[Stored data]
☆ ☆ ☆ ☆ ☆
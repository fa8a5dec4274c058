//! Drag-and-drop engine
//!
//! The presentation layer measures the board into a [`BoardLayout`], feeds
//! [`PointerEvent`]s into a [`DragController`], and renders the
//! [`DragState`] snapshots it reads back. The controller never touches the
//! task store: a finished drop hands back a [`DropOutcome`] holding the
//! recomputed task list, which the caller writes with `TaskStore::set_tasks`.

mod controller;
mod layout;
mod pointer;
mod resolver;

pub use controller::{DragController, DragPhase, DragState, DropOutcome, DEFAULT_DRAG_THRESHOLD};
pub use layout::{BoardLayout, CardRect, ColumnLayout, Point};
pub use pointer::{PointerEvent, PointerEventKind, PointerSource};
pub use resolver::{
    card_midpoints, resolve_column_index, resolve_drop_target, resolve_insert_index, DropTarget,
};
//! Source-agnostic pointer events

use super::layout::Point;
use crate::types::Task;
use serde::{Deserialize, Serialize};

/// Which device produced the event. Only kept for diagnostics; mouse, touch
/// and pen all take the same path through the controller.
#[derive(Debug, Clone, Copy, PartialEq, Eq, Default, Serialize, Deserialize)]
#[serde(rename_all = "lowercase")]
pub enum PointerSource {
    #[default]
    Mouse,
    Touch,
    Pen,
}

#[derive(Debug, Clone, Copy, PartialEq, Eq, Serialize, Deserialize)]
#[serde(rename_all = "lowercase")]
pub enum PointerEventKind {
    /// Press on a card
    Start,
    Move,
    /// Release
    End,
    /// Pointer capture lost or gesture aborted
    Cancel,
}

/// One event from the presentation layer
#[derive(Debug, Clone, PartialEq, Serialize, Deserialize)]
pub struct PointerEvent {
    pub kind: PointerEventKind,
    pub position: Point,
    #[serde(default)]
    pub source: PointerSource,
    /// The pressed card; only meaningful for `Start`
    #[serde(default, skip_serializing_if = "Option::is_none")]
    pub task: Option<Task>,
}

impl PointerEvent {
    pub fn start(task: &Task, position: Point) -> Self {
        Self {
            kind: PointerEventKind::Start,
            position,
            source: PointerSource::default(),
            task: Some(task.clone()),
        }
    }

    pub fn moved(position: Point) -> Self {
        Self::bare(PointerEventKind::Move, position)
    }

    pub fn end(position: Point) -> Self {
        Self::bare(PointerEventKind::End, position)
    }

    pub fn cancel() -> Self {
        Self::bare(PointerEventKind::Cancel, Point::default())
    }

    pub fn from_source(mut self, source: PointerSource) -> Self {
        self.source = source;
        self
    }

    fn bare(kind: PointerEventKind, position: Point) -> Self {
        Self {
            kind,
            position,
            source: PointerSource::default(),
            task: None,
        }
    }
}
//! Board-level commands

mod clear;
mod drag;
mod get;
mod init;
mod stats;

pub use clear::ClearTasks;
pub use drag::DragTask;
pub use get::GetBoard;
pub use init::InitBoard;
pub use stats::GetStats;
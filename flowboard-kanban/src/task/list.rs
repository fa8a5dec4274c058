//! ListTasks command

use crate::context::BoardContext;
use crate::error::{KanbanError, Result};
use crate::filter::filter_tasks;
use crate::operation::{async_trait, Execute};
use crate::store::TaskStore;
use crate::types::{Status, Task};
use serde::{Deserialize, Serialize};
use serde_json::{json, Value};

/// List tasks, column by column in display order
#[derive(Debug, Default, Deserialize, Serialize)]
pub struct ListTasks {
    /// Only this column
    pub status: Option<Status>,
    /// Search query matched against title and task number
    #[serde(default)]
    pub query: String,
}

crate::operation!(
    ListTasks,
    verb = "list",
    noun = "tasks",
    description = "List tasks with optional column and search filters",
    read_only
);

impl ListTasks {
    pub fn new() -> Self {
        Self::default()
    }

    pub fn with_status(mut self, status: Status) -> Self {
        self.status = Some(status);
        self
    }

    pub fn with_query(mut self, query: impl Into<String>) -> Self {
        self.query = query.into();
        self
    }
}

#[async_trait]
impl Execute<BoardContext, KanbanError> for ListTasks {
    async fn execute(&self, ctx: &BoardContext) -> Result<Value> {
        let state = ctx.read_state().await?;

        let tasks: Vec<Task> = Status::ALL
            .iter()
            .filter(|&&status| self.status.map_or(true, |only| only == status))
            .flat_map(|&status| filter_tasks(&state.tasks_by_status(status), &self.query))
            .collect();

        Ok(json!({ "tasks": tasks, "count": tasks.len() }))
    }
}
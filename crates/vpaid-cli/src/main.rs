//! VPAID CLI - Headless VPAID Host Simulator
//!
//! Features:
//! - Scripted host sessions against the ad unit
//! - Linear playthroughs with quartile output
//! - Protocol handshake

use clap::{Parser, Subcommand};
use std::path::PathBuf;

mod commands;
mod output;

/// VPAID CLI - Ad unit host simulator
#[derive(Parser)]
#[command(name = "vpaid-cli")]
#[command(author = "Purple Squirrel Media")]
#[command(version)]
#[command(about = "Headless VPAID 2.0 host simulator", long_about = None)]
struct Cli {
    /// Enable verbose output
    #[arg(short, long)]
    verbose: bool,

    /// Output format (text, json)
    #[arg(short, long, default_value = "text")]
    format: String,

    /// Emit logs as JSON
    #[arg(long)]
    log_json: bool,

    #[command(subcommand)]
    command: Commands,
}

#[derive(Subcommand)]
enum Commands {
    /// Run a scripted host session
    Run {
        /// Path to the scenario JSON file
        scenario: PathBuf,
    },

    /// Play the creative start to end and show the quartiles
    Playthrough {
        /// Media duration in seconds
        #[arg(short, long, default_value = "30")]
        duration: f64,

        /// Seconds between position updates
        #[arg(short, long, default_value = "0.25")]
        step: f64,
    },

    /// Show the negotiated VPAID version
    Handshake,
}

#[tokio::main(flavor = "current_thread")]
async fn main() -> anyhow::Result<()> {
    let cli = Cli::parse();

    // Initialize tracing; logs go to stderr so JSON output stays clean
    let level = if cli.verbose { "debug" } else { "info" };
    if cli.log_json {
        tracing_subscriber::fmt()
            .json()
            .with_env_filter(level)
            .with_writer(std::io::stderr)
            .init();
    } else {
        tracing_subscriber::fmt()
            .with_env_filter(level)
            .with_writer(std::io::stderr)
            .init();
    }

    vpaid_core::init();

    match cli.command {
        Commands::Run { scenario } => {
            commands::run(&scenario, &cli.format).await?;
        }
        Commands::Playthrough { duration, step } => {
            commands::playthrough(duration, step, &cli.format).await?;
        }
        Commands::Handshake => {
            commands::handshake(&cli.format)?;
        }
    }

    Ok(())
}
☆ ☆ ☆ ☆ ☆
→ **About this exercise**
Only lines with the word "Some" are wanted; pull each of them from the records.

→ **Result of this exercise**
            task: Some(task.clone()),
        self.status = Some(status);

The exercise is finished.